◆ INFORMATION GIVEN:
Segment Open

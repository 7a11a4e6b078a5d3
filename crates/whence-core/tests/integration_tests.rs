use chrono::{Duration, NaiveDate};

use whence_core::calendar::{DayTime, Instant, MonthDay};
use whence_core::conditions::*;
use whence_core::config::Config;
use whence_core::factory;
use whence_core::range::RangeSet;

fn at(y: i32, mo: u32, d: u32, h: u32, mi: u32) -> Instant {
    NaiveDate::from_ymd_opt(y, mo, d).unwrap().and_hms_opt(h, mi, 0).unwrap()
}

fn midnight(y: i32, mo: u32, d: u32) -> Instant {
    at(y, mo, d, 0, 0)
}

fn daytime(hour: u32, minute: u32) -> DayTime {
    DayTime { hour, minute }
}

fn time_between(start: (u32, u32), end: (u32, u32)) -> Cond {
    TimeBetweenCond::new(daytime(start.0, start.1), daytime(end.0, end.1), false)
        .unwrap()
        .into()
}

fn weekday(day: u32) -> Cond {
    WeekDayCond::new(day).unwrap().into()
}

/// Sweeps a condition over a spread of instants and checks the laws every
/// condition must satisfy.
fn assert_query_laws(cond: &Cond, from: Instant, steps: u32, step: Duration) {
    let mut t = from;
    for _ in 0..steps {
        // contains iff t falls in the last active range
        let last = cond.last_active_range(t);
        assert_eq!(cond.contains(t), last.is_some_and(|r| r.contains(t)), "at {t}");

        // next_start is the first start of next_ranges, strictly future
        let next = cond.next_ranges(t);
        assert_eq!(cond.next_start(t), next.first_start(), "at {t}");
        if let Some(start) = next.first_start() {
            assert!(start > t, "next range must be strictly future at {t}");
        }

        // next_ranges is canonical
        let ranges = next.as_slice();
        for pair in ranges.windows(2) {
            assert!(pair[0].start < pair[1].start);
            assert!(pair[0].end.unwrap() < pair[1].start);
        }

        t += step;
    }
}

#[test]
fn test_laws_hold_across_variants() {
    let config = Config::default();
    let conditions: Vec<Cond> = vec![
        weekday(0),
        time_between((9, 0), (17, 0)),
        time_between((22, 0), (2, 0)),
        MonthBetweenCond::new(10, 1).unwrap().into(),
        DayBetweenCond::new(25, 5).unwrap().into(),
        DateBetweenCond::new(MonthDay { month: 11, day: 10 }, MonthDay { month: 0, day: 5 })
            .unwrap()
            .into(),
        TimeSpanCond::new(0, 0, 3, 0, 0).unwrap().into(),
        TimeDeltaCond::new(at(2024, 3, 10, 12, 0), Duration::hours(2)).unwrap().into(),
        factory::weekend(&config).unwrap(),
        factory::workday(&config).unwrap(),
        factory::day_part(&config, "morning").unwrap(),
        factory::season(&config, "spring").unwrap(),
        AndCond::new(vec![weekday(1), time_between((9, 0), (17, 0))]).unwrap().into(),
        OrCond::new(vec![weekday(1), time_between((22, 0), (2, 0))]).unwrap().into(),
        NthCond::new(midnight(2024, 3, 1), 3, weekday(1)).unwrap().into(),
        FirstAfterStartCond::new(time_between((12, 0), (13, 0)), weekday(4), false).into(),
    ];
    for cond in &conditions {
        assert_query_laws(cond, at(2024, 3, 8, 7, 30), 40, Duration::hours(9));
    }
}

#[test]
fn test_scenario_weekday_wrap() {
    // Sunday queried at a Sunday midnight covers that same day
    let sunday = weekday(0);
    let last = sunday.last_active_range(midnight(2024, 3, 3)).unwrap();
    assert_eq!(last.start, midnight(2024, 3, 3));
    assert_eq!(last.end, Some(midnight(2024, 3, 4)));

    let next = sunday.next_ranges(midnight(2024, 3, 4));
    let next = next.first_range().copied().unwrap();
    assert_eq!(next.start, midnight(2024, 3, 10));
    assert_eq!(next.end, Some(midnight(2024, 3, 11)));
}

#[test]
fn test_scenario_overnight_time_between() {
    let cond = time_between((22, 0), (2, 0));
    let last = cond.last_active_range(at(2024, 3, 15, 23, 0)).unwrap();
    assert_eq!(last.start, at(2024, 3, 15, 22, 0));
    assert_eq!(last.end, Some(at(2024, 3, 16, 2, 0)));

    let next = cond.next_ranges(at(2024, 3, 15, 3, 0));
    assert_eq!(next.first_start(), Some(at(2024, 3, 15, 22, 0)));
    assert_eq!(next.last_end(), Some(at(2024, 3, 16, 2, 0)));
}

#[test]
fn test_scenario_year_spanning_date_between() {
    // December 10th through February 5th
    let cond: Cond =
        DateBetweenCond::new(MonthDay { month: 11, day: 10 }, MonthDay { month: 1, day: 5 })
            .unwrap()
            .into();
    let t = midnight(2024, 7, 15);
    let last = cond.last_active_range(t).unwrap();
    assert_eq!(last.start, midnight(2023, 12, 10));
    assert_eq!(last.end, Some(midnight(2024, 2, 6)));

    let next = cond.next_ranges(t);
    let next = next.first_range().copied().unwrap();
    assert_eq!(next.start, midnight(2024, 12, 10));
    assert_eq!(next.end, Some(midnight(2025, 2, 6)));
}

#[test]
fn test_scenario_and_of_phase_different_children() {
    let cond: Cond =
        AndCond::new(vec![weekday(1), time_between((9, 0), (17, 0))]).unwrap().into();

    let last = cond.last_active_range(at(2025, 6, 18, 10, 0)).unwrap();
    assert_eq!(last.start, at(2025, 6, 16, 9, 0));
    assert_eq!(last.end, Some(at(2025, 6, 16, 17, 0)));

    let last = cond.last_active_range(at(2025, 6, 16, 8, 0)).unwrap();
    assert_eq!(last.start, at(2025, 6, 9, 9, 0));
    assert_eq!(last.end, Some(at(2025, 6, 9, 17, 0)));
}

#[test]
fn test_scenario_nth_occurrence() {
    let cond: Cond = NthCond::new(midnight(2024, 3, 1), 3, weekday(1)).unwrap().into();
    let last = cond.last_active_range(midnight(2024, 3, 20)).unwrap();
    assert_eq!(last.start, midnight(2024, 3, 18));
    assert_eq!(last.end, Some(midnight(2024, 3, 19)));
}

#[test]
fn test_scenario_first_after_start() {
    let cond: Cond =
        FirstAfterStartCond::new(time_between((12, 0), (13, 0)), weekday(4), false).into();
    let next = cond.next_ranges(at(2024, 3, 19, 10, 0));
    let next = next.first_range().copied().unwrap();
    assert_eq!(next.start, at(2024, 3, 21, 12, 0));
    assert_eq!(next.end, Some(at(2024, 3, 21, 13, 0)));
}

#[test]
fn test_scenario_time_delta() {
    let cond: Cond =
        TimeDeltaCond::new(at(2024, 1, 1, 12, 0), Duration::hours(1)).unwrap().into();
    assert_eq!(cond.last_active_range(at(2024, 1, 1, 12, 30)), None);
    let last = cond.last_active_range(at(2024, 1, 1, 13, 30)).unwrap();
    assert_eq!(last.start, at(2024, 1, 1, 13, 0));
    assert_eq!(last.end, None);
}

#[test]
fn test_scenario_span_bucket_alignment() {
    let cond: Cond = TimeSpanCond::new(0, 0, 3, 0, 0).unwrap().into();
    let last = cond.last_active_range(at(2024, 7, 26, 10, 30)).unwrap();
    assert_eq!(last.start, at(2024, 7, 26, 10, 0));
    assert_eq!(last.end, Some(at(2024, 7, 26, 13, 0)));
}

#[test]
fn test_single_child_combinator_identity() {
    let child = time_between((9, 0), (17, 0));
    let or_cond: Cond = OrCond::new(vec![child.clone()]).unwrap().into();
    let and_cond: Cond = AndCond::new(vec![child.clone()]).unwrap().into();
    for t in [at(2024, 3, 15, 8, 0), at(2024, 3, 15, 12, 0), at(2024, 3, 15, 19, 0)] {
        assert_eq!(or_cond.last_active_range(t), child.last_active_range(t));
        assert_eq!(and_cond.last_active_range(t), child.last_active_range(t));
        assert_eq!(or_cond.next_ranges(t), child.next_ranges(t));
        assert_eq!(and_cond.next_ranges(t).first_range(), child.next_ranges(t).first_range());
    }
}

#[test]
fn test_first_day_part_after_start_of_weekday() {
    // "the first morning after the start of next Monday", built from the
    // factory pieces
    let config = Config::default();
    let morning = factory::day_part(&config, "morning").unwrap();
    let monday = factory::weekday(&config, "monday").unwrap();
    let cond: Cond = FirstAfterStartCond::new(morning, monday, false).into();

    // queried on a Saturday: Monday starts at midnight, the first morning
    // after that start runs 06:00 to 12:00
    let next = cond.next_ranges(at(2024, 3, 2, 15, 0));
    let next = next.first_range().copied().unwrap();
    assert_eq!(next.start, at(2024, 3, 4, 6, 0));
    assert_eq!(next.end, Some(at(2024, 3, 4, 12, 0)));
}

#[test]
fn test_nested_combinators() {
    // either a weekend day, or a Monday noon hour
    let config = Config::default();
    let monday_noon: Cond =
        AndCond::new(vec![weekday(1), time_between((12, 0), (13, 0))]).unwrap().into();
    let cond: Cond =
        OrCond::new(vec![factory::weekend(&config).unwrap(), monday_noon]).unwrap().into();

    assert!(cond.contains(at(2024, 3, 2, 10, 0))); // Saturday
    assert!(cond.contains(at(2024, 3, 4, 12, 30))); // Monday noon
    assert!(!cond.contains(at(2024, 3, 4, 14, 0))); // Monday afternoon

    // from Monday 13:30 the next activation is the coming weekend
    let next = cond.next_ranges(at(2024, 3, 4, 13, 30));
    assert_eq!(next.first_start(), Some(midnight(2024, 3, 9)));
}

#[test]
fn test_range_set_laws() {
    let a = RangeSet::new(vec![
        whence_core::DateRange::new(midnight(2024, 3, 1), Some(midnight(2024, 3, 5))).unwrap(),
        whence_core::DateRange::new(midnight(2024, 3, 8), Some(midnight(2024, 3, 9))).unwrap(),
    ]);
    assert_eq!(a.union(&a), a);
    let full = RangeSet::singleton(whence_core::DateRange::open(midnight(2000, 1, 1)));
    assert_eq!(a.intersection(&full), a);
}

Segment Closed

◆ TASK BRIEF: All that is wanted is the stretch of lines above from the one containing "let next = sunday.next_ranges(midnight(2024, 3, 4));" through the one containing "assert_eq!(last.start, at(2024, 3, 15, 22, 0));", duplicated exactly.

◆ SOLUTION TO THE EXERCISE:
    let next = sunday.next_ranges(midnight(2024, 3, 4));
    let next = next.first_range().copied().unwrap();
    assert_eq!(next.start, midnight(2024, 3, 10));
    assert_eq!(next.end, Some(midnight(2024, 3, 11)));
}

#[test]
fn test_scenario_overnight_time_between() {
    let cond = time_between((22, 0), (2, 0));
    let last = cond.last_active_range(at(2024, 3, 15, 23, 0)).unwrap();
    assert_eq!(last.start, at(2024, 3, 15, 22, 0));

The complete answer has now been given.